Note to self:  Do not, under any circumstance, go back to the large Indianapolis wine shop that I hate to go to, even though they have the largest and best Int’l wine selection in the city, without a definite shopping game plan to get in and out without engaging the staff. 

Why?

Because if their scurrilous retail price gouging isn’t enough to tip you over the edge, than their brow beating retail sales people are …

Alain, the same guy that over charged me on Saturday for to many discarded Opus One and Grange wooden boxes (they charge $6 bucks per box—can you believe it – for something they get for free for buying the wine it comes in—and I bought three and was charged for six) is the same guy that got mad (very annoyed) at the notion of “Silver Burgundy.”

Hey, I’ll be the first to admit, I’m no Francophile, and the mistake was mine, I should have never mentioned “Silver Burgundy” but Alain got down right mad when I suggested that I was looking for a “Silver Burgundy—something from the Côte Chalonnaise and the Mâconnais.  I have to bring a bottle to a tasting tonight.”

Go ahead, you can have a laugh at my expense; it was truly a Clark Griswold moment.  I didn’t read Brooklynguy’s post close enough.  So, Alain, the Frenchman, probably by way of his parents eating baguettes in Detroit, floor salesperson, says, “Who said Silver Burgundy? Was it Joe from National?” 

He was mad that somebody was spreading bad information and apparently had it on good account that somebody at National (a distributor) was the idiot.  I quickly retreated and then over-explained that “No, no, it’s an online tasting, a Wednesday once a month, everybody gets wine around a theme and …oh, forget it.” 

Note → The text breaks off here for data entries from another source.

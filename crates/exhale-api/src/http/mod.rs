//! HTTP/REST API layer for Exhale.
//!
//! Axum-based REST API at `/api/v1/` with bearer-token authentication,
//! envelope response format, CORS support, and a WebSocket realtime channel.

pub mod error;
pub mod extractors;
pub mod handlers;
pub mod response;
pub mod router;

He quickly looked like he still had some residual anger left over from being mad at the stooge that was telling me to buy a “Silver Burgundy” (Sorry Brooklynguy, while I didn’t cite you by name, I let the fictitiousness of you as an organizer take the fall) and confused at the online stuff all at the same time.

I quickly grabbed a bottle, to just simply disengage from the verbal intercourse and I picked a bad bottle in the process.

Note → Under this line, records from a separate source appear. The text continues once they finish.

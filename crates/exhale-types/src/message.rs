//! Per-appointment conversation message types.
//!
//! Messages are append-only: after creation only the read flags may change,
//! and those are monotonic (false to true only).

use chrono::{DateTime, Utc};
use serde::{Deserialize, Serialize};
use uuid::Uuid;

// Re-export Role from the identity module (the sender of a message is always
// one of the two appointment parties).
pub use crate::identity::Role;

/// A single message in an appointment's conversation log.
///
/// `id` is monotonic per appointment and assigned by the store at insert
/// time, never by the client. Total order is `(created_at, id)`.
#[derive(Debug, Clone, PartialEq, Serialize, Deserialize)]
#[serde(rename_all = "camelCase")]
pub struct AppointmentMessage {
    pub id: i64,
    pub appointment_id: Uuid,
    pub sender_role: Role,
    pub text: String,
    pub created_at: DateTime<Utc>,
    pub read_by_participant: bool,
    pub read_by_coach: bool,
}

impl AppointmentMessage {
    /// Read flag for the given role.
    pub fn read_by(&self, role: Role) -> bool {
        match role {
            Role::Participant => self.read_by_participant,
            Role::Coach => self.read_by_coach,
        }
    }
}

#[cfg(test)]
mod tests {
    use super::*;

    fn make_message(seq: i64, sender: Role) -> AppointmentMessage {
        AppointmentMessage {
            id: seq,
            appointment_id: Uuid::now_v7(),
            sender_role: sender,
            text: "day three without a cigarette".to_string(),
            created_at: Utc::now(),
            read_by_participant: sender == Role::Participant,
            read_by_coach: sender == Role::Coach,
        }
    }

    #[test]
    fn test_sender_reads_own_message() {
        let msg = make_message(1, Role::Participant);
        assert!(msg.read_by(Role::Participant));
        assert!(!msg.read_by(Role::Coach));
    }

    #[test]
    fn test_message_serializes_camel_case() {
        let msg = make_message(7, Role::Coach);
        let json = serde_json::to_string(&msg).unwrap();
        assert!(json.contains("\"appointmentId\""));
        assert!(json.contains("\"senderRole\":\"coach\""));
        assert!(json.contains("\"readByCoach\":true"));
        assert!(json.contains("\"readByParticipant\":false"));
    }
}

How do I know it’s bad?  Because I may not trust my French wine knowledge, but I do trust my palate and this is one lifeless, thin, tart, mouth drying Burgundy devoid of fruit.  It’s the kind of stuff that you would think would be turned into a cleaning solvent or a fuel by-product by the French when they destroy wine, except, well, this stuff made its way over to the states.

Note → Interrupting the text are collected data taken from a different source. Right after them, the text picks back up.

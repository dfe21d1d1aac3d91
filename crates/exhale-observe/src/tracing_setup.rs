//! Tracing subscriber initialization with structured logging and optional
//! OpenTelemetry trace export.
//!
//! # Usage
//!
//! ```no_run
//! // Basic structured logging only
//! exhale_observe::tracing_setup::init_tracing(false).unwrap();
//!
//! // With OpenTelemetry export to stdout (for local development)
//! exhale_observe::tracing_setup::init_tracing(true).unwrap();
//! ```

use opentelemetry::trace::TracerProvider as _;
use opentelemetry_sdk::trace::SdkTracerProvider;
use tracing_subscriber::fmt::format::FmtSpan;
use tracing_subscriber::layer::SubscriberExt;
use tracing_subscriber::util::SubscriberInitExt;
use tracing_subscriber::EnvFilter;

use std::sync::OnceLock;

/// Stores the OTel tracer provider so it can be shut down cleanly on exit.
static TRACER_PROVIDER: OnceLock<SdkTracerProvider> = OnceLock::new();

/// Initialize the global tracing subscriber.
///
/// - Always installs a structured `fmt` layer with target visibility and span
///   close timing.
/// - When `enable_otel` is true, additionally bridges tracing spans to
///   OpenTelemetry using a stdout exporter (suitable for local development;
///   swap the exporter for OTLP in production).
/// - Respects `RUST_LOG` via `EnvFilter::from_default_env()`.
///
/// # Errors
///
/// Returns an error if the global subscriber has already been set or if
/// the OTel pipeline fails to initialize.
pub fn init_tracing(enable_otel: bool) -> Result<(), Box<dyn std::error::Error>> {
    let fmt_layer = tracing_subscriber::fmt::layer()
        .with_target(true)
        .with_span_events(FmtSpan::CLOSE);

    let env_filter = EnvFilter::from_default_env();

    if enable_otel {
        let provider = SdkTracerProvider::builder()
            .with_simple_exporter(opentelemetry_stdout::SpanExporter::default())
            .build();
        let tracer = provider.tracer("exhale");
        let otel_layer = tracing_opentelemetry::layer().with_tracer(tracer);

        // Store the provider for shutdown and register it globally.
        let _ = TRACER_PROVIDER.set(provider.clone());
        opentelemetry::global::set_tracer_provider(provider);

        tracing_subscriber::registry()
            .with(env_filter)
            .with(fmt_layer)
            .with(otel_layer)
            .init();
    } else {
        tracing_subscriber::registry()
            .with(env_filter)
            .with(fmt_layer)
            .init();
    }

    Ok(())
}

/// Flush pending traces and shut down the OpenTelemetry tracer provider.
///
/// Call this before process exit to ensure all buffered spans are exported.
/// Safe to call even when OTel was not enabled (no-op in that case).
pub fn shutdown_tracing() {
    if let Some(provider) = TRACER_PROVIDER.get() {
        if let Err(e) = provider.shutdown() {
            eprintln!("Warning: OTel tracer provider shutdown error: {e}");
        }
    }
}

The Matthiew di Brully 2005 Mercurey “La Perriere” is not simply just unexceptional—It’s completely and utterly bad.  How else do I know it’s bad?  I don’t think it’s distributed in very many places.  A search of the Internet—Wine-Searcher, WineZap, etc turns up zero, zilch, nada on this wine—no review, no nothing.  The only thing I could find on this wine was a Cork’d review from “iowines” and a rating of 92 out of 100.  Hmm … 92 out of 100.  “iowines” is based in Des Moines, Iowa … hmmm … let’s look at this wine, why yes, of course, it’s imported by Wine Adventures in Des Moines, Iowa.  What an incredible coincidence.

Despite the miss on the WBW wine, I do take it in stride because I did learn a couple of very valuable things—#1)  Alain is very concerned about the correctness of understanding French wine and “Silver Burgundy” is not correct in his world view and #2) stretching out of my comfort zone is always a good thing because I will go back and find a wine from Côte Chalonnaise or Mâconnais and celebrate Wine Blogging Wednesday properly and more privately on some random Tuesday in the near future.  It will be a “make good” and the point in time I will also secretly apologize to Broonklyguy for letting him take the brunt of the verbal diarreah from Alain when it was my own ineptness in the first place ... ah, well.  What is next month’s theme?